One Tuesday last year, between Christmas and Jan. 1, I called my health insurance company to check on a claim status. Wendy took my call, answered my questions and suggested a solution.
The next day, I received another call from an independent agency monitoring the effectiveness of the first call. The nice lady assured me the survey would take less than five minutes. She launched into a series of questions where I had to rate the service Wendy had provided the day before. The rating system rules were five = good, one = bad.
The minutes ticked by. After each question, I consulted the system rules, considered Tuesday’s call and answered as truthfully as possible. Then came a question that gave me pause.
“Given the opportunity, how likely is it that you would hire your customer service representative in your own company?
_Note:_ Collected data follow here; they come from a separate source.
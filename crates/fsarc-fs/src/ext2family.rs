//! Adapter covering ext2, ext3 and ext4 by shelling out to the e2fsprogs
//! and util-linux command-line tools (`mkfs.ext{2,3,4}`, `tune2fs`,
//! `blkid`, `mount`, `umount`) rather than linking `libext2fs` directly.

use std::fs;
use std::path::Path;
use std::process::Command;

use fsarc_attr::AttributeRecord;
use fsarc_dtyp::{Error, Section};

use crate::adapter::{Adapter, Capabilities, MountFlags};
use crate::family::FsFamily;
use crate::keys;

pub struct Ext2FamilyAdapter {
    family: FsFamily,
}

impl Ext2FamilyAdapter {
    pub fn new(family: FsFamily) -> Self {
        debug_assert!(matches!(family, FsFamily::Ext2 | FsFamily::Ext3 | FsFamily::Ext4));
        Self { family }
    }

    fn run(&self, mut cmd: Command) -> Result<std::process::Output, Error> {
        let program = cmd.get_program().to_string_lossy().into_owned();
        let output = cmd
            .output()
            .map_err(|e| Error::InvalidArg(format!("failed to run {program}: {e}")))?;
        if !output.status.success() {
            return Err(Error::InvalidArg(format!(
                "{program} exited with {}: {}",
                output.status,
                String::from_utf8_lossy(&output.stderr).trim()
            )));
        }
        Ok(output)
    }
}

impl Adapter for Ext2FamilyAdapter {
    fn family(&self) -> FsFamily {
        self.family
    }

    fn capabilities(&self) -> Capabilities {
        Capabilities {
            xattr: true,
            acl: true,
            winattr: false,
            symlink_target_type: false,
            stable: true,
        }
    }

    /// Shells out to `blkid -o value -s TYPE` and compares against this
    /// adapter's family name. A missing `blkid`, or a device `blkid`
    /// doesn't recognize, both probe as `false` rather than erroring —
    /// probing is expected to fail quietly so the registry can move on to
    /// the next adapter.
    fn probe(&self, devpath: &Path) -> bool {
        let output = match Command::new("blkid")
            .args(["-o", "value", "-s", "TYPE"])
            .arg(devpath)
            .output()
        {
            Ok(o) if o.status.success() => o,
            _ => return false,
        };
        String::from_utf8_lossy(&output.stdout).trim() == self.family.as_str()
    }

    fn getinfo(&self, attrs: &mut AttributeRecord, devpath: &Path) -> Result<(), Error> {
        let output = self.run({
            let mut c = Command::new("tune2fs");
            c.arg("-l").arg(devpath);
            c
        })?;
        let text = String::from_utf8_lossy(&output.stdout);

        if let Some(label) = tune2fs_field(&text, "Filesystem volume name") {
            if label != "<none>" {
                attrs.add_string(Section::StdAttr, keys::LABEL, label)?;
            }
        }
        if let Some(uuid) = tune2fs_field(&text, "Filesystem UUID") {
            attrs.add_string(Section::StdAttr, keys::UUID, uuid)?;
        }
        if let Some(bs) = tune2fs_field(&text, "Block size").and_then(|s| s.parse::<u32>().ok()) {
            attrs.add_u32(Section::StdAttr, keys::BLOCK_SIZE, bs)?;
        }
        if let Some(features) = tune2fs_field(&text, "Filesystem features") {
            attrs.add_string(Section::StdAttr, keys::FEATURES, features)?;
        }
        attrs.add_string(Section::StdAttr, keys::FSTYPE, self.family.as_str())?;
        Ok(())
    }

    fn mkfs(
        &self,
        _archived: &AttributeRecord,
        devpath: &Path,
        opts: Option<&str>,
        label: Option<&str>,
        uuid: Option<&str>,
    ) -> Result<(), Error> {
        let mut c = Command::new(format!("mkfs.{}", self.family.as_str()));
        c.arg("-F");
        if let Some(label) = label {
            c.arg("-L").arg(label);
        }
        if let Some(uuid) = uuid {
            c.arg("-U").arg(uuid);
        }
        if let Some(opts) = opts {
            c.args(opts.split_whitespace());
        }
        c.arg(devpath);
        self.run(c)?;
        Ok(())
    }

    fn mount(
        &self,
        devpath: &Path,
        mountpoint: &Path,
        stored: &AttributeRecord,
        flags: MountFlags,
    ) -> Result<(), Error> {
        if let Some((existing_mp, existing_rw)) = find_existing_mount(devpath)? {
            if existing_rw && !flags.allow_mounted_rw {
                return Err(Error::InvalidArg(format!(
                    "{} is already mounted read-write at {}; pass the override flag to proceed",
                    devpath.display(),
                    existing_mp.display()
                )));
            }
            fs::create_dir_all(mountpoint)?;
            self.run({
                let mut c = Command::new("mount");
                c.arg("--bind").arg(&existing_mp).arg(mountpoint);
                c
            })?;
            return Ok(());
        }

        let fstype = stored
            .get_string(Section::StdAttr, keys::FSTYPE)
            .unwrap_or(self.family.as_str());
        fs::create_dir_all(mountpoint)?;
        let mode = if flags.read_write { "rw" } else { "ro" };
        self.run({
            let mut c = Command::new("mount");
            c.args(["-t", fstype, "-o", mode]).arg(devpath).arg(mountpoint);
            c
        })?;
        Ok(())
    }

    fn umount(&self, _devpath: &Path, mountpoint: &Path) -> Result<(), Error> {
        self.run({
            let mut c = Command::new("umount");
            c.arg(mountpoint);
            c
        })?;
        Ok(())
    }

    fn required_mount_opts(&self, _devpath: &Path) -> (Vec<String>, Vec<String>) {
        (
            vec!["user_xattr".into(), "acl".into()],
            vec!["noacl".into(), "nouser_xattr".into()],
        )
    }
}

fn tune2fs_field<'a>(text: &'a str, field: &str) -> Option<&'a str> {
    text.lines().find_map(|line| {
        let (name, value) = line.split_once(':')?;
        (name.trim() == field).then(|| value.trim())
    })
}

/// Scans `/proc/mounts` for `devpath`, returning its mount point and
/// whether it's currently mounted read-write.
fn find_existing_mount(devpath: &Path) -> Result<Option<(std::path::PathBuf, bool)>, Error> {
    let text = match fs::read_to_string("/proc/mounts") {
        Ok(t) => t,
        Err(e) if e.kind() == std::io::ErrorKind::NotFound => return Ok(None),
        Err(e) => return Err(Error::Io(e)),
    };
    let target = fs::canonicalize(devpath).unwrap_or_else(|_| devpath.to_path_buf());
    for line in text.lines() {
        let mut fields = line.split_whitespace();
        let dev = match fields.next() {
            Some(d) => d,
            None => continue,
        };
        let mountpoint = match fields.next() {
            Some(m) => m,
            None => continue,
        };
        let opts = fields.nth(1).unwrap_or("");
        if Path::new(dev) == target || Path::new(dev) == devpath {
            let rw = opts.split(',').next() == Some("rw");
            return Ok(Some((std::path::PathBuf::from(mountpoint), rw)));
        }
    }
    Ok(None)
}

#[cfg(test)]
mod tests {
    use super::*;

    #[test]
    fn tune2fs_field_extracts_trimmed_value() {
        let text = "Filesystem volume name:   myroot\nBlock size:               4096\n";
        assert_eq!(tune2fs_field(text, "Filesystem volume name"), Some("myroot"));
        assert_eq!(tune2fs_field(text, "Block size"), Some("4096"));
        assert_eq!(tune2fs_field(text, "missing"), None);
    }

    #[test]
    fn required_mount_opts_name_xattr_and_acl() {
        let adapter = Ext2FamilyAdapter::new(FsFamily::Ext4);
        let (required, forbidden) = adapter.required_mount_opts(Path::new("/dev/null"));
        assert!(required.contains(&"acl".to_string()));
        assert!(forbidden.contains(&"noacl".to_string()));
    }
}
On a scale of five to one, with five being the highest, and one being the lowest.”
“I don’t think that’s a very fair question,” I blurted.
“Excuse me?” the nice lady asked.
“Well, you’re putting an awful lot of pressure on me to choose if I would hire her or not when I know nothing about her. I don’t know anything about her references. I know nothing about her past experience, her education, her commitment to excellence,” I said.
“Umm …” the nice lady said.
“I mean, I can’t possibly answer this question in a way that is fair to Wendy,” I said.
“Umm …” the nice lady repeated.
“And to be honest, it’s making me a little nervous. I’m not even certain what I would have her do here. I’m a freelance writer. I do my own interviews, my own research, my own writing. I suppose she could work on transcriptions, but, again, I would need to know her work ethic to make sure she is dedicated to accuracy.”
“Ma’am, are you okay?” the nice lady asked.
“Absolutely,” I replied.
“You do understand I’m not asking you to hire Wendy, right?”
Of course I knew this. Who did she think I was? A freak?
Probably.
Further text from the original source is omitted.